An old wooden ladder rests on the ledge of the right window of the main facade of the Church of the Holy Sepulchre. They call it “the immovable ladder.” It has barely been moved from that ledge since 1757. Someone tried to steal it in 1981 (the person was immediately arrested by the Israeli police). Then, in 1997, someone managed to hide it for several weeks, but eventually the ladder was found and returned to its site. Finally, workers involved in the preservation and restoration of the bell tower of church had to move it in 2009 to set some scaffolding.
That aside, the ladder has just been there since the mid-18th century.
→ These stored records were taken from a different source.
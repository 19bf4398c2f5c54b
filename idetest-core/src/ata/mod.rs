//! ATA register-level definitions shared by the probe and the channels.

pub mod reg;

use num_enum::TryFromPrimitive;

/// ATA command codes.
///
/// The probe only ever issues [`AtaCmd::IdentifyDevice`]. The rest are listed
/// so that a channel can recognise (and refuse) them.
#[derive(Debug, Copy, Clone, PartialEq, Eq, TryFromPrimitive)]
#[repr(u8)]
pub enum AtaCmd {
    Recalibrate = 0x10,
    ReadSectors = 0x20,
    ReadSectorsExt = 0x24,
    ReadMultipleExt = 0x29,
    WriteSectors = 0x30,
    WriteSectorsExt = 0x34,
    WriteMultipleExt = 0x39,
    ReadVerifySectors = 0x40,
    ReadVerifySectorsExt = 0x42,
    Format = 0x50,
    Seek = 0x70,
    Diagnostics = 0x90,
    InitParameters = 0x91,
    ReadMultiple = 0xc4,
    WriteMultiple = 0xc5,
    SetMultipleMode = 0xc6,
    FlushCache = 0xe7,
    IdentifyDevice = 0xec,
    SetFeatures = 0xef,
}

/// Number of bytes returned by IDENTIFY DEVICE.
pub const IDENTIFY_LEN: usize = 512;

/// Number of 16-bit data register reads needed to drain IDENTIFY DEVICE.
pub const IDENTIFY_WORDS: usize = IDENTIFY_LEN / 2;
use super::{IdeProbe, TAG};
use crate::ata::reg::{ErrorFlags, StatusFlags, ERROR_DESCRIPTIONS};
use crate::channel::{IdeReg, Registers};
use crate::diag::DiagSink;

/// Number of throwaway status reads before the one that counts.
///
/// The status register needs at least 400ns to settle after a drive select
/// or command write. 15 reads with a ~1us gap each is plenty.
pub const DISCARD_READS: usize = 15;

/// Condition of the selected device, as seen by a single status read.
#[derive(Debug, Copy, Clone, PartialEq, Eq)]
pub enum DeviceStatus {
    /// Ready to accept commands.
    Ready,
    /// BSY and DRDY both set: what a floating bus looks like.
    NotPresent,
    Busy,
    /// Command failed. Details are in the error register.
    Error,
    Fault,
    /// Neither busy nor ready (e.g: still spinning up).
    NotReady,
}

impl DeviceStatus {
    /// Classify a raw status register value.
    ///
    /// First match wins: NotReady, NotPresent, Busy, Error, Fault, Ready.
    pub fn classify(status: StatusFlags) -> DeviceStatus {
        let bsy_drdy = status & (StatusFlags::BSY | StatusFlags::DRDY);

        if bsy_drdy.is_empty() {
            DeviceStatus::NotReady
        } else if bsy_drdy == StatusFlags::BSY | StatusFlags::DRDY {
            DeviceStatus::NotPresent
        } else if status.contains(StatusFlags::BSY) {
            DeviceStatus::Busy
        } else if status.contains(StatusFlags::ERR) {
            DeviceStatus::Error
        } else if status.contains(StatusFlags::DF) {
            DeviceStatus::Fault
        } else {
            DeviceStatus::Ready
        }
    }

    /// Which bits decided the classification.
    fn cause(self) -> &'static str {
        match self {
            DeviceStatus::NotReady => "!(BSY | DRDY)",
            DeviceStatus::NotPresent => "BSY & DRDY",
            DeviceStatus::Busy => "BSY",
            DeviceStatus::Error => "ERR",
            DeviceStatus::Fault => "DF",
            DeviceStatus::Ready => "DRDY",
        }
    }
}

impl<R: Registers, D, S: DiagSink> IdeProbe<R, D, S> {
    /// Read the status register once it has had time to settle, and classify
    /// it.
    pub fn poll_status(&mut self) -> DeviceStatus {
        for i in 0..DISCARD_READS {
            self.regs.settle();
            let status = self.regs.read8(IdeReg::Status);
            diag!(self.diag, Verbose, TAG, "dummy read #{:2}; status = {:02x}", i, status);
        }

        let raw = self.regs.read8(IdeReg::Status);
        diag!(self.diag, Debug, TAG, "status: {:02x}", raw);

        let status = DeviceStatus::classify(StatusFlags::from_bits_truncate(raw));
        diag!(self.diag, Verbose, TAG, "{} => {:?}", status.cause(), status);
        status
    }

    /// Narrate a classification. `Error` is handed to
    /// [`report_error`](IdeProbe::report_error).
    pub fn report_status(&mut self, status: DeviceStatus) {
        match status {
            DeviceStatus::Ready => diag!(self.diag, Debug, TAG, "device ready to accept commands"),
            DeviceStatus::NotPresent => diag!(self.diag, Info, TAG, "device not present"),
            DeviceStatus::Busy => diag!(self.diag, Warn, TAG, "device busy"),
            DeviceStatus::Fault => diag!(self.diag, Error, TAG, "device faulted"),
            DeviceStatus::NotReady => diag!(self.diag, Warn, TAG, "device not ready"),
            DeviceStatus::Error => {
                self.report_error();
            }
        }
    }

    /// Read the error register and report every flag that's set.
    ///
    /// Only meaningful right after a poll classified as `Error`.
    pub fn report_error(&mut self) -> ErrorFlags {
        let flags = ErrorFlags::from_bits_truncate(self.regs.read8(IdeReg::Error));

        if flags.is_empty() {
            diag!(self.diag, Error, TAG, "error, but no error flags set");
        }

        for (flag, desc) in ERROR_DESCRIPTIONS.iter() {
            if flags.contains(*flag) {
                diag!(self.diag, Error, TAG, "{}", desc);
            }
        }

        flags
    }
}

#[cfg(test)]
mod tests {
    use super::*;
    use crate::delay::NoDelay;
    use crate::diag::testing::Recorder;
    use crate::diag::Severity;
    use crate::probe::testing::FakeRegs;

    fn probe(regs: FakeRegs) -> IdeProbe<FakeRegs, NoDelay, Recorder> {
        IdeProbe::new(regs, NoDelay::new(), Recorder::default())
    }

    const BSY: u8 = 0x80;
    const DRDY: u8 = 0x40;
    const DF: u8 = 0x20;
    const ERR: u8 = 0x01;

    #[test]
    fn not_busy_and_not_ready_is_not_ready() {
        for raw in 0..=0xffu8 {
            if raw & (BSY | DRDY) == 0 {
                let status = DeviceStatus::classify(StatusFlags::from_bits_truncate(raw));
                assert_eq!(status, DeviceStatus::NotReady, "{:02x}", raw);
            }
        }
    }

    #[test]
    fn classification_is_total_and_ordered() {
        for raw in 0..=0xffu8 {
            let expected = if raw & (BSY | DRDY) == 0 {
                DeviceStatus::NotReady
            } else if raw & (BSY | DRDY) == BSY | DRDY {
                DeviceStatus::NotPresent
            } else if raw & BSY != 0 {
                DeviceStatus::Busy
            } else if raw & ERR != 0 {
                DeviceStatus::Error
            } else if raw & DF != 0 {
                DeviceStatus::Fault
            } else {
                DeviceStatus::Ready
            };

            let status = DeviceStatus::classify(StatusFlags::from_bits_truncate(raw));
            assert_eq!(status, expected, "{:02x}", raw);
        }
    }

    #[test]
    fn busy_and_ready_means_nobody_home() {
        assert_eq!(DeviceStatus::classify(StatusFlags::all()), DeviceStatus::NotPresent);
        assert_eq!(
            DeviceStatus::classify(StatusFlags::BSY | StatusFlags::DRDY),
            DeviceStatus::NotPresent
        );
        assert_eq!(
            DeviceStatus::classify(StatusFlags::BSY | StatusFlags::ERR),
            DeviceStatus::Busy
        );
        assert_eq!(
            DeviceStatus::classify(StatusFlags::DRDY | StatusFlags::ERR | StatusFlags::DF),
            DeviceStatus::Error
        );
        assert_eq!(
            DeviceStatus::classify(StatusFlags::DRDY | StatusFlags::DF),
            DeviceStatus::Fault
        );
        assert_eq!(
            DeviceStatus::classify(StatusFlags::DRDY | StatusFlags::DRQ),
            DeviceStatus::Ready
        );
    }

    #[test]
    fn poll_discards_reads_before_classifying() {
        let mut regs = FakeRegs::with_status(0x50);
        // the last read is the one that counts
        regs.script_reads(&[0x80; DISCARD_READS]);

        let mut probe = probe(regs);
        assert_eq!(probe.poll_status(), DeviceStatus::Ready);
        assert_eq!(probe.regs().status_reads, DISCARD_READS + 1);
        assert_eq!(probe.regs().settles, DISCARD_READS);
        assert_eq!(probe.diag().at(Severity::Verbose).len(), DISCARD_READS + 1);
        assert_eq!(probe.diag().at(Severity::Debug), vec!["status: 50"]);
    }

    #[test]
    fn polling_has_no_hidden_state() {
        let mut probe = probe(FakeRegs::with_status(0x58));
        let first = probe.poll_status();
        for _ in 0..10 {
            assert_eq!(probe.poll_status(), first);
        }
    }

    #[test]
    fn error_bits_are_reported_independently() {
        let mut regs = FakeRegs::with_status(0x51);
        regs.error = (ErrorFlags::ABRT | ErrorFlags::BBK).bits();

        let mut probe = probe(regs);
        let flags = probe.report_error();

        assert_eq!(flags, ErrorFlags::ABRT | ErrorFlags::BBK);
        assert_eq!(
            probe.diag().at(Severity::Error),
            vec!["command aborted", "bad block"]
        );
    }

    #[test]
    fn every_error_bit_gets_its_own_line() {
        let mut regs = FakeRegs::with_status(0x51);
        regs.error = 0xff;

        let mut probe = probe(regs);
        assert_eq!(probe.report_error(), ErrorFlags::all());
        assert_eq!(probe.diag().at(Severity::Error).len(), 8);
    }

    #[test]
    fn error_without_flags_is_called_out() {
        let mut probe = probe(FakeRegs::with_status(0x51));
        probe.report_status(DeviceStatus::Error);

        assert_eq!(
            probe.diag().at(Severity::Error),
            vec!["error, but no error flags set"]
        );
        assert_eq!(probe.regs().error_reads, 1);
    }

    #[test]
    fn only_error_touches_the_error_register() {
        let mut probe = probe(FakeRegs::with_status(0x50));
        for status in [
            DeviceStatus::Ready,
            DeviceStatus::NotPresent,
            DeviceStatus::Busy,
            DeviceStatus::Fault,
            DeviceStatus::NotReady,
        ]
        .iter()
        {
            probe.report_status(*status);
        }

        assert_eq!(probe.regs().error_reads, 0);
        assert!(probe.diag().contains("device faulted"));
        assert!(probe.diag().contains("device not present"));
    }
}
Like most churches in the Holy Land, the Church of the Holy Sepulchre is a place of worship of numerous and diverse Christian confessions. In the 18th century, during the reign of the Ottoman Sultan Osman III, the Status Quo Agreement was signed. In addition to dividing Jerusalem into quadrants, the Sultan also decreed that whoever was in control of a designated area in the city, would control it indefinitely in the future.
However, the agreement also included a special clause: if multiple groups had some authority over a certain site, they should all agree unanimously to any changes made to the site, however small. And while this decree proved useful in avoiding impositions of some groups on others, it has also made it impossible to properly maintain several of these pilgrimage sites: unless all parties entirely agree to the minimum detail, there is nothing that can be done.
This explains why the ladder has not moved since then. Currently, six Christian churches have rights over the Holy Sepulchre, and nobody is very clear about who owns that very particular ledge or the window on which the ladder rests. Even more, it is not clear who owns the ladder itself (although some claim it belongs to the Armenian Apostolic Church).
Clearly, over the centuries the ladder has grown to have an important meaning on its own. During his visit to the Holy Land in the mid-1960’s, Pope Paul VI understood how the ladder, a symbol of the Status Quo Agreement, had also become a sad testimony of the divisions among Christians. Considering the Roman Catholic Church is one of the six groups that must decide on changes to be made in the Holy Sepulchre, he decreed that the staircase would not be moved until the divisions between Christians were not resolved. In fact, a Muslim family has historically been entrusted with keeping the keys to the Church of the Holy Sepulchre. The keys keep getting handed down to the next generation.